Work order => Scan the entries that follow and copy out every line containing "stage".

Top of Provided records

//! Listing site access and HTML extraction.
//!
//! This crate provides:
//! - [`HololistClient`]: fetches ranking pages and persona profile pages
//! - [`parse_listing_page`]: ranking page → [`BasicRecord`](vtdex_shared::BasicRecord)s
//! - [`parse_detail_page`]: profile page → [`DetailRecord`](vtdex_shared::DetailRecord)

pub mod client;
pub mod detail;
pub mod listing;

pub use client::HololistClient;
pub use detail::parse_detail_page;
pub use listing::parse_listing_page;
//! Application configuration for vtdex.
//!
//! User config lives at `~/.vtdex/vtdex.toml`.
//! A missing file means every value takes its default.

use std::path::{Path, PathBuf};

use serde::{Deserialize, Serialize};

use crate::error::{Result, VtdexError};

/// Default configuration file name.
const CONFIG_FILE_NAME: &str = "vtdex.toml";

/// Default config directory name under the user's home.
const CONFIG_DIR_NAME: &str = ".vtdex";

/// Largest number of channel ids the YouTube API accepts per request.
pub const MAX_CHANNEL_BATCH: usize = 50;

// ---------------------------------------------------------------------------
// Config structs (matching vtdex.toml schema)
// ---------------------------------------------------------------------------

/// Top-level application config, deserialized from TOML.
#[derive(Debug, Clone, Default, Serialize, Deserialize)]
pub struct AppConfig {
    /// Where stage outputs are written.
    #[serde(default)]
    pub output: OutputConfig,

    /// Listing site settings.
    #[serde(default)]
    pub listing: ListingConfig,

    /// YouTube Data API settings.
    #[serde(default)]
    pub youtube: YoutubeConfig,
}

/// `[output]` section.
#[derive(Debug, Clone, Serialize, Deserialize)]
pub struct OutputConfig {
    /// Directory holding the stage files.
    #[serde(default = "default_output_dir")]
    pub dir: String,

    /// Basic stage output.
    #[serde(default = "default_basic_file")]
    pub basic_file: String,

    /// Detailed stage output.
    #[serde(default = "default_detailed_file")]
    pub detailed_file: String,

    /// YouTube stage output.
    #[serde(default = "default_youtube_file")]
    pub youtube_file: String,
}

impl Default for OutputConfig {
    fn default() -> Self {
        Self {
            dir: default_output_dir(),
            basic_file: default_basic_file(),
            detailed_file: default_detailed_file(),
            youtube_file: default_youtube_file(),
        }
    }
}

impl OutputConfig {
    pub fn basic_path(&self) -> PathBuf {
        Path::new(&self.dir).join(&self.basic_file)
    }

    pub fn detailed_path(&self) -> PathBuf {
        Path::new(&self.dir).join(&self.detailed_file)
    }

    pub fn youtube_path(&self) -> PathBuf {
        Path::new(&self.dir).join(&self.youtube_file)
    }
}

fn default_output_dir() -> String {
    ".".into()
}
fn default_basic_file() -> String {
    "vtubers-basic.json".into()
}
fn default_detailed_file() -> String {
    "vtubers-detailed.json".into()
}
fn default_youtube_file() -> String {
    "vtubers-detailed-with-youtube.json".into()
}

/// `[listing]` section.
#[derive(Debug, Clone, Serialize, Deserialize)]
pub struct ListingConfig {
    /// Listing site origin.
    #[serde(default = "default_base_url")]
    pub base_url: String,

    /// Detail pages fetched per window.
    #[serde(default = "default_detail_concurrency")]
    pub detail_concurrency: usize,

    /// Per-request timeout.
    #[serde(default = "default_timeout_secs")]
    pub request_timeout_secs: u64,
}

impl Default for ListingConfig {
    fn default() -> Self {
        Self {
            base_url: default_base_url(),
            detail_concurrency: default_detail_concurrency(),
            request_timeout_secs: default_timeout_secs(),
        }
    }
}

fn default_base_url() -> String {
    "https://hololist.net".into()
}
fn default_detail_concurrency() -> usize {
    25
}
fn default_timeout_secs() -> u64 {
    30
}

/// `[youtube]` section.
#[derive(Debug, Clone, Serialize, Deserialize)]
pub struct YoutubeConfig {
    /// Name of the env var holding the API key (never store the key itself).
    #[serde(default = "default_api_key_env")]
    pub api_key_env: String,

    /// API origin; overridable for testing.
    #[serde(default = "default_api_base_url")]
    pub api_base_url: String,

    /// Channel ids per API request.
    #[serde(default = "default_batch_size")]
    pub batch_size: usize,

    /// Per-request timeout.
    #[serde(default = "default_timeout_secs")]
    pub request_timeout_secs: u64,
}

impl Default for YoutubeConfig {
    fn default() -> Self {
        Self {
            api_key_env: default_api_key_env(),
            api_base_url: default_api_base_url(),
            batch_size: default_batch_size(),
            request_timeout_secs: default_timeout_secs(),
        }
    }
}

fn default_api_key_env() -> String {
    "GOOGLE_API_KEY".into()
}
fn default_api_base_url() -> String {
    "https://www.googleapis.com".into()
}
fn default_batch_size() -> usize {
    MAX_CHANNEL_BATCH
}

// ---------------------------------------------------------------------------
// Config loading
// ---------------------------------------------------------------------------

/// Get the path to the config directory (`~/.vtdex/`).
pub fn config_dir() -> Result<PathBuf> {
    let home =
        dirs::home_dir().ok_or_else(|| VtdexError::config("could not determine home directory"))?;
    Ok(home.join(CONFIG_DIR_NAME))
}

/// Get the path to the config file (`~/.vtdex/vtdex.toml`).
pub fn config_file_path() -> Result<PathBuf> {
    Ok(config_dir()?.join(CONFIG_FILE_NAME))
}

/// Load the application config from disk. Returns defaults if the file does not exist.
pub fn load_config() -> Result<AppConfig> {
    let path = config_file_path()?;

    if !path.exists() {
        tracing::debug!(?path, "config file not found, using defaults");
        return Ok(AppConfig::default());
    }

    load_config_from(&path)
}

/// Load the application config from a specific file path.
pub fn load_config_from(path: &Path) -> Result<AppConfig> {
    let content = std::fs::read_to_string(path).map_err(|e| VtdexError::io(path, e))?;

    toml::from_str(&content)
        .map_err(|e| VtdexError::config(format!("failed to parse {}: {e}", path.display())))
}

/// Create the config directory and write a default config file.
/// Returns the path to the created file.
pub fn init_config() -> Result<PathBuf> {
    let dir = config_dir()?;
    std::fs::create_dir_all(&dir).map_err(|e| VtdexError::io(&dir, e))?;

    let path = dir.join(CONFIG_FILE_NAME);
    let content = toml::to_string_pretty(&AppConfig::default())
        .map_err(|e| VtdexError::config(e.to_string()))?;

    std::fs::write(&path, content).map_err(|e| VtdexError::io(&path, e))?;
    tracing::info!(?path, "created default config file");

    Ok(path)
}

/// Read the YouTube API key from the env var named in the config.
pub fn resolve_api_key(config: &YoutubeConfig) -> Result<String> {
    let var_name = &config.api_key_env;
    match std::env::var(var_name) {
        Ok(val) if !val.is_empty() => Ok(val),
        _ => Err(VtdexError::config(format!(
            "YouTube API key not found. Set the {var_name} environment variable."
        ))),
    }
}
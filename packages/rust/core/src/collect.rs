//! Paginated collection of listing records.

use std::future::Future;

use tracing::{debug, info};

use vtdex_shared::Result;

/// Fetch pages 1, 2, 3, ... until one comes back empty, concatenating the
/// records of every earlier page in fetch order.
///
/// There is no page cap; the empty page is the only stop signal. Malformed
/// entries are filtered out by the page fetcher, so a page counts as empty
/// only when none of its entries survived. The first fetch error aborts
/// collection.
pub async fn collect_all<T, F, Fut>(mut fetch_page: F) -> Result<Vec<T>>
where
    F: FnMut(u32) -> Fut,
    Fut: Future<Output = Result<Vec<T>>>,
{
    let mut records = Vec::new();

    for page in 1u32.. {
        info!(page, "fetching page");
        let batch = fetch_page(page).await?;

        if batch.is_empty() {
            debug!(page, total = records.len(), "empty page, stopping");
            break;
        }
        records.extend(batch);
    }

    Ok(records)
}

#[cfg(test)]
mod tests {
    use super::*;
    use std::sync::Mutex;
    use vtdex_shared::VtdexError;

    #[tokio::test]
    async fn stops_at_first_empty_page() {
        let calls = Mutex::new(Vec::new());

        let records = collect_all(|page| {
            calls.lock().unwrap().push(page);
            async move {
                Ok(match page {
                    1 => vec!["rec1", "rec2"],
                    _ => vec![],
                })
            }
        })
        .await
        .unwrap();

        assert_eq!(records, vec!["rec1", "rec2"]);
        assert_eq!(*calls.lock().unwrap(), vec![1, 2]);
    }

    #[tokio::test]
    async fn concatenates_pages_in_fetch_order() {
        let records = collect_all(|page| async move {
            Ok(if page <= 3 {
                vec![page * 10, page * 10 + 1]
            } else {
                vec![]
            })
        })
        .await
        .unwrap();

        assert_eq!(records, vec![10, 11, 20, 21, 30, 31]);
    }

    #[tokio::test]
    async fn empty_first_page_yields_nothing() {
        let records: Vec<String> = collect_all(|_| async { Ok(vec![]) }).await.unwrap();
        assert!(records.is_empty());
    }

    #[tokio::test]
    async fn fetch_error_aborts_collection() {
        let result: Result<Vec<u32>> = collect_all(|page| async move {
            if page == 2 {
                Err(VtdexError::Network("page 2: HTTP 503".into()))
            } else {
                Ok(vec![page])
            }
        })
        .await;

        assert!(matches!(result, Err(VtdexError::Network(_))));
    }
}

Bottom of Provided records

Task response =>
    /// Where stage outputs are written.
    /// Directory holding the stage files.
    /// Basic stage output.
    /// Detailed stage output.
    /// YouTube stage output.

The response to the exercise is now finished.